Q: We are discussing replacing our balconies which are the responsibility of the company. We think we should charge the 16 flats concerned with the actual costs for their balcony but there is some comment that it should be paid from the service charge. This would be unreasonable as eight ground floor flats do not have balconies, two corner flats have two large balconies and two other flats also have a single large balcony. Would the communal area exclude flat balconies?
FPRA Hon Consultant Cassandra Zanelli replies:
The starting point for the answer to your query is the lease. The lease sets out the property which has been specifically demised to each leaseholder, and also sets out what is not being demised, and therefore is either a retained or common part.

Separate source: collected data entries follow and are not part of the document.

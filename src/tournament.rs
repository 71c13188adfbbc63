/*
 *  Agon - Discord bot for running team tournaments inside Discord servers.
 *  Copyright (C) 2026  The Agon developers
 *
 *  This program is free software: you can redistribute it and/or modify
 *  it under the terms of the GNU General Public License as published by
 *  the Free Software Foundation, either version 3 of the License, or
 *  (at your option) any later version.
 *
 *  This program is distributed in the hope that it will be useful,
 *  but WITHOUT ANY WARRANTY; without even the implied warranty of
 *  MERCHANTABILITY or FITNESS FOR A PARTICULAR PURPOSE.  See the
 *  GNU General Public License for more details.
 *
 *  You should have received a copy of the GNU General Public License
 *  along with this program.  If not, see <https://www.gnu.org/licenses/>.
 */
use crate::channels::Scaffold;
use crate::{player, tournament, utils};
use getset::{CopyGetters, Getters};
use serde::{Deserialize, Serialize};
use serenity::all::{ChannelId, GuildId, MessageId, RoleId};
use std::fmt;
use std::fs;

/// Bracket format label. Only single elimination is actually played; the
/// toggle changes what the panel advertises.
#[derive(Clone, Copy, PartialEq, Eq, Serialize, Deserialize)]
#[cfg_attr(debug_assertions, derive(Debug))]
pub enum BracketType {
    SingleElim,
    DoubleElim,
}

impl fmt::Display for BracketType {
    fn fmt(&self, f: &mut fmt::Formatter<'_>) -> fmt::Result {
        match self {
            BracketType::SingleElim => write!(f, "Single Elim"),
            BracketType::DoubleElim => write!(f, "Double Elim"),
        }
    }
}

/// Whether players may currently join the tournament.
#[derive(Clone, Copy, PartialEq, Eq, Serialize, Deserialize)]
#[cfg_attr(debug_assertions, derive(Debug))]
pub enum QueueStatus {
    Open,
    Closed,
}

impl fmt::Display for QueueStatus {
    fn fmt(&self, f: &mut fmt::Formatter<'_>) -> fmt::Result {
        match self {
            QueueStatus::Open => write!(f, "OPEN"),
            QueueStatus::Closed => write!(f, "CLOSED"),
        }
    }
}

/// Lifecycle of the tournament itself.
#[derive(Clone, Copy, PartialEq, Eq, Serialize, Deserialize)]
#[cfg_attr(debug_assertions, derive(Debug))]
pub enum TournamentStatus {
    Waiting,
    Running,
    Finished,
}

impl fmt::Display for TournamentStatus {
    fn fmt(&self, f: &mut fmt::Formatter<'_>) -> fmt::Result {
        match self {
            TournamentStatus::Waiting => write!(f, "WAITING"),
            TournamentStatus::Running => write!(f, "RUNNING"),
            TournamentStatus::Finished => write!(f, "FINISHED"),
        }
    }
}

/// Data structure defining the single tournament a guild can host, along with
/// the Discord anchors (roles, category, channels, panel messages) the bot
/// created for it.
#[cfg_attr(debug_assertions, derive(Debug))]
#[derive(Serialize, Deserialize, Getters, CopyGetters)]
pub struct Tournament {
    /// Identifier of the guild hosting the tournament.
    #[getset(get_copy = "pub")]
    guild: GuildId,
    /// Display name of the tournament (mutable).
    #[getset(get = "pub")]
    name: String,
    /// Maximum number of teams allowed to register.
    #[getset(get_copy = "pub")]
    max_teams: u16,
    /// Exact roster size a team needs before it can ready up (1-6).
    #[getset(get_copy = "pub")]
    team_size: u8,
    /// Match format: best-of-1, -3 or -5.
    #[getset(get_copy = "pub")]
    best_of: u8,
    #[getset(get_copy = "pub")]
    bracket_type: BracketType,
    /// When enabled, team captains may score their own matches.
    #[getset(get_copy = "pub")]
    captain_scoring: bool,
    /// When enabled, match briefs ask for screenshot proof of results.
    #[getset(get_copy = "pub")]
    screenshot_proof: bool,
    #[getset(get_copy = "pub")]
    queue_status: QueueStatus,
    #[getset(get_copy = "pub")]
    status: TournamentStatus,
    #[getset(get_copy = "pub")]
    teams_joined: u16,
    #[getset(get_copy = "pub")]
    players_joined: u32,
    #[getset(get_copy = "pub")]
    spectators_joined: u32,
    /// Category grouping the fixed tournament channels.
    #[getset(get_copy = "pub")]
    category: ChannelId,
    /// Staff-only channel hosting the control panel embed.
    #[getset(get_copy = "pub")]
    panel_channel: ChannelId,
    #[getset(get_copy = "pub")]
    panel_message: Option<MessageId>,
    #[getset(get_copy = "pub")]
    rules_channel: ChannelId,
    #[getset(get_copy = "pub")]
    create_team_channel: ChannelId,
    #[getset(get_copy = "pub")]
    teams_channel: ChannelId,
    #[getset(get_copy = "pub")]
    chat_channel: ChannelId,
    #[getset(get_copy = "pub")]
    bracket_channel: ChannelId,
    /// Last posted bracket view, replaced on every refresh.
    #[getset(get_copy = "pub")]
    bracket_message: Option<MessageId>,
    #[getset(get_copy = "pub")]
    results_channel: ChannelId,
    /// Category holding per-match channels, created lazily on start.
    #[getset(get_copy = "pub")]
    matches_category: Option<ChannelId>,
    /// Category holding per-team hub channels, created lazily.
    #[getset(get_copy = "pub")]
    teams_category: Option<ChannelId>,
    #[getset(get_copy = "pub")]
    join_panel_channel: Option<ChannelId>,
    #[getset(get_copy = "pub")]
    join_panel_message: Option<MessageId>,
    /// Permanent invite code shared on the join panel.
    #[getset(get = "pub")]
    join_invite_code: Option<String>,
    #[getset(get_copy = "pub")]
    player_role: RoleId,
    #[getset(get_copy = "pub")]
    spectator_role: RoleId,
}

/**
 * Validates the user-provided tournament settings, returning a user-facing
 * error message when any of them is out of range.
 */
pub fn validate_settings(max_teams: u16, team_size: u8, best_of: u8) -> Result<(), String> {
    if max_teams == 0 {
        return Err(String::from("Max Teams must be greater than 0."));
    }
    if !(1..=6).contains(&team_size) {
        return Err(String::from("Team Size must be between **1** and **6**."));
    }
    if ![1, 3, 5].contains(&best_of) {
        return Err(String::from("Best-of must be **1**, **3**, or **5**."));
    }

    Ok(())
}

impl Tournament {
    /// Constructor for a tournament, given the validated settings and the
    /// freshly created Discord scaffolding (roles, category, channels).
    pub fn new(
        guild: GuildId,
        name: String,
        max_teams: u16,
        team_size: u8,
        best_of: u8,
        scaffold: &Scaffold,
    ) -> Tournament {
        let res = Self {
            guild,
            name,
            max_teams,
            team_size,
            best_of,
            bracket_type: BracketType::SingleElim,
            captain_scoring: false,
            screenshot_proof: false,
            queue_status: QueueStatus::Closed,
            status: TournamentStatus::Waiting,
            teams_joined: 0,
            players_joined: 0,
            spectators_joined: 0,
            category: scaffold.category,
            panel_channel: scaffold.admin_channel,
            panel_message: None,
            rules_channel: scaffold.rules_channel,
            create_team_channel: scaffold.create_team_channel,
            teams_channel: scaffold.teams_channel,
            chat_channel: scaffold.chat_channel,
            bracket_channel: scaffold.bracket_channel,
            bracket_message: None,
            results_channel: scaffold.results_channel,
            matches_category: None,
            teams_category: None,
            join_panel_channel: None,
            join_panel_message: None,
            join_invite_code: None,
            player_role: scaffold.player_role,
            spectator_role: scaffold.spectator_role,
        };

        res.save();

        res
    }

    /// Maximum amount of players that can register, derived from the team
    /// settings.
    pub fn max_players(&self) -> u32 {
        self.max_teams as u32 * self.team_size as u32
    }

    /// Updates the core tournament settings. Values must have been validated
    /// beforehand with `validate_settings`.
    pub fn update_settings(&mut self, name: String, max_teams: u16, team_size: u8, best_of: u8) {
        self.name = name;
        self.max_teams = max_teams;
        self.team_size = team_size;
        self.best_of = best_of;

        self.save();
    }

    /// Opens the join queue.
    pub fn open_queue(&mut self) {
        self.queue_status = QueueStatus::Open;

        self.save();
    }

    /// Closes the join queue.
    pub fn close_queue(&mut self) {
        self.queue_status = QueueStatus::Closed;

        self.save();
    }

    /// Moves the tournament to a new lifecycle state.
    pub fn set_status(&mut self, status: TournamentStatus) {
        self.status = status;

        self.save();
    }

    /// Toggles captain scoring, returning the new value.
    pub fn toggle_captain_scoring(&mut self) -> bool {
        self.captain_scoring = !self.captain_scoring;

        self.save();

        self.captain_scoring
    }

    /// Toggles the screenshot proof requirement, returning the new value.
    pub fn toggle_screenshot_proof(&mut self) -> bool {
        self.screenshot_proof = !self.screenshot_proof;

        self.save();

        self.screenshot_proof
    }

    /// Toggles the advertised bracket type, returning the new value.
    pub fn toggle_bracket_type(&mut self) -> BracketType {
        self.bracket_type = match self.bracket_type {
            BracketType::SingleElim => BracketType::DoubleElim,
            BracketType::DoubleElim => BracketType::SingleElim,
        };

        self.save();

        self.bracket_type
    }

    /// Adjusts the cached player/spectator counters, never going below zero.
    pub fn adjust_counts(&mut self, players: i64, spectators: i64) {
        self.players_joined = (self.players_joined as i64 + players).max(0) as u32;
        self.spectators_joined = (self.spectators_joined as i64 + spectators).max(0) as u32;

        self.save();
    }

    /// Registers one more team in the tournament.
    pub fn team_joined(&mut self) {
        self.teams_joined += 1;

        self.save();
    }

    /// Unregisters `count` teams from the tournament.
    pub fn teams_left(&mut self, count: u16) {
        self.teams_joined = self.teams_joined.saturating_sub(count);

        self.save();
    }

    /// Remembers the control panel message, once posted.
    pub fn set_panel_message(&mut self, message: MessageId) {
        self.panel_message = Some(message);

        self.save();
    }

    /// Remembers the permanent invite code shown on the join panel.
    pub fn set_join_invite_code(&mut self, invite_code: String) {
        self.join_invite_code = Some(invite_code);

        self.save();
    }

    /// Remembers where the join panel lives, for live updates.
    pub fn set_join_panel(&mut self, channel: ChannelId, message: MessageId) {
        self.join_panel_channel = Some(channel);
        self.join_panel_message = Some(message);

        self.save();
    }

    /// Remembers the last posted bracket view message.
    pub fn set_bracket_message(&mut self, message: MessageId) {
        self.bracket_message = Some(message);

        self.save();
    }

    /// Remembers the category holding per-match channels.
    pub fn set_matches_category(&mut self, category: ChannelId) {
        self.matches_category = Some(category);

        self.save();
    }

    /// Remembers the category holding per-team hub channels.
    pub fn set_teams_category(&mut self, category: ChannelId) {
        self.teams_category = Some(category);

        self.save();
    }

    /// Saves the tournament to disk as a JSON file.
    ///
    /// Tournament files are saved as `guilds/<guild_id>/tournament.json`.
    pub fn save(&self) {
        let json = serde_json::to_string_pretty(self).expect(
            format!(
                "[Tournament {}] Could not serialize the tournament struct.",
                self.guild
            )
            .as_str(),
        );

        fs::write(utils::guild_dir(&self.guild).join("tournament.json"), json).expect(
            format!(
                "[Tournament {}] Could not write the tournament file to disk.",
                self.guild
            )
            .as_str(),
        );
    }

    /// Loads a Tournament instance from a JSON string and returns it.
    pub fn from_json(json: &str) -> Tournament {
        serde_json::from_str(json).expect("[Tournament] Could not parse data as valid JSON.")
    }
}

/* Static methods: */

/// Retrieves the tournament hosted by a guild, if any.
pub fn get_tournament(guild_id: &GuildId) -> Option<Tournament> {
    if let Ok(json) = fs::read_to_string(utils::guild_dir(guild_id).join("tournament.json")) {
        Some(Tournament::from_json(&json))
    } else {
        None
    }
}

macro_rules! get_existing_tournament {
    ($guild_id:expr) => {
        tournament::get_tournament($guild_id).expect(
            format!(
                "[Tournament] Could not find a tournament for guild {}.",
                $guild_id
            )
            .as_str(),
        )
    };
}
pub(crate) use get_existing_tournament;

/**
 * Removes every piece of tournament state stored for a guild: the tournament
 * itself, the bracket, the bot player pool, all team files, and each player's
 * membership and pending invites. The player files themselves survive, since
 * they mirror guild membership rather than tournament participation.
 */
pub fn purge_guild_data(guild_id: &GuildId) {
    let dir = utils::guild_dir(guild_id);

    for file in ["tournament.json", "bracket.json", "bots.json"] {
        let path = dir.join(file);
        if fs::metadata(&path).is_ok() {
            fs::remove_file(&path).expect(
                format!("[Tournament] Could not delete {} for guild {}.", file, guild_id).as_str(),
            );
        }
    }

    let teams = utils::teams_dir(guild_id);
    if fs::metadata(&teams).is_ok() {
        fs::remove_dir_all(&teams).expect(
            format!(
                "[Tournament] Could not delete the teams directory for guild {}.",
                guild_id
            )
            .as_str(),
        );
    }
    fs::create_dir_all(&teams).expect(
        format!(
            "[Tournament] Could not recreate the teams directory for guild {}.",
            guild_id
        )
        .as_str(),
    );

    player::reset_all(guild_id);
}

#[cfg(test)]
mod tests {
    use super::*;

    #[test]
    fn settings_accept_the_original_ranges() {
        assert!(validate_settings(8, 2, 3).is_ok());
        assert!(validate_settings(32, 1, 1).is_ok());
        assert!(validate_settings(4, 6, 5).is_ok());
    }

    #[test]
    fn settings_reject_zero_teams() {
        assert!(validate_settings(0, 2, 3).is_err());
    }

    #[test]
    fn settings_reject_out_of_range_team_sizes() {
        assert!(validate_settings(8, 0, 3).is_err());
        assert!(validate_settings(8, 7, 3).is_err());
    }

    #[test]
    fn settings_reject_even_best_of() {
        assert!(validate_settings(8, 2, 2).is_err());
        assert!(validate_settings(8, 2, 4).is_err());
        assert!(validate_settings(8, 2, 7).is_err());
    }
}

The fourth schedule to the lease describes the extent of the demise, which is essentially the interior rooms of the flat, together with the garage.
The lease sets out what the landlord’s covenants are. They include an obligation to maintain, repair and renew the main structure which, for the sake of clarity, includes the balcony.
I take the view therefore that, based on the lease, the balconies are not demised to the leaseholders but are instead part of the main structure that the landlord is responsible for the maintenance, repair, and renewal of.
This is subject to the payment on the part of each leaseholder of their contribution to the service charge pot. Clause 4(ii) requires the leaseholder in the specimen lease I have been provided with to contribute a 1:24 part of the costs, expenses etc incurred by the landlord in its maintenance, repair and renewal of the main structure.
Therefore, any repair works undertaken to the main structure (which the balconies form part of) are works for which service charge monies should be used.
While I take on board the comments with regards to the seeming unfairness of the situation because some flats don’t have balconies and others have larger balconies, this is, unfortunately, how the leases are drafted. It is not unusual for certain flats to contribute towards the costs of service for which they derive no benefit whatsoever. The common example that is often cited is the ground floor flat that contributes towards the maintenance of the lift and yet derives no benefit from the lift itself.
I am therefore very clear in my advice that there should be no deviation from the service charge mechanism set down by the lease. Although it may seem morally unfair, the contractual position is that each leaseholder will need to contribute towards the costs of the work even if they don’t have a balcony or if their balcony is not as large as that of their neighbours.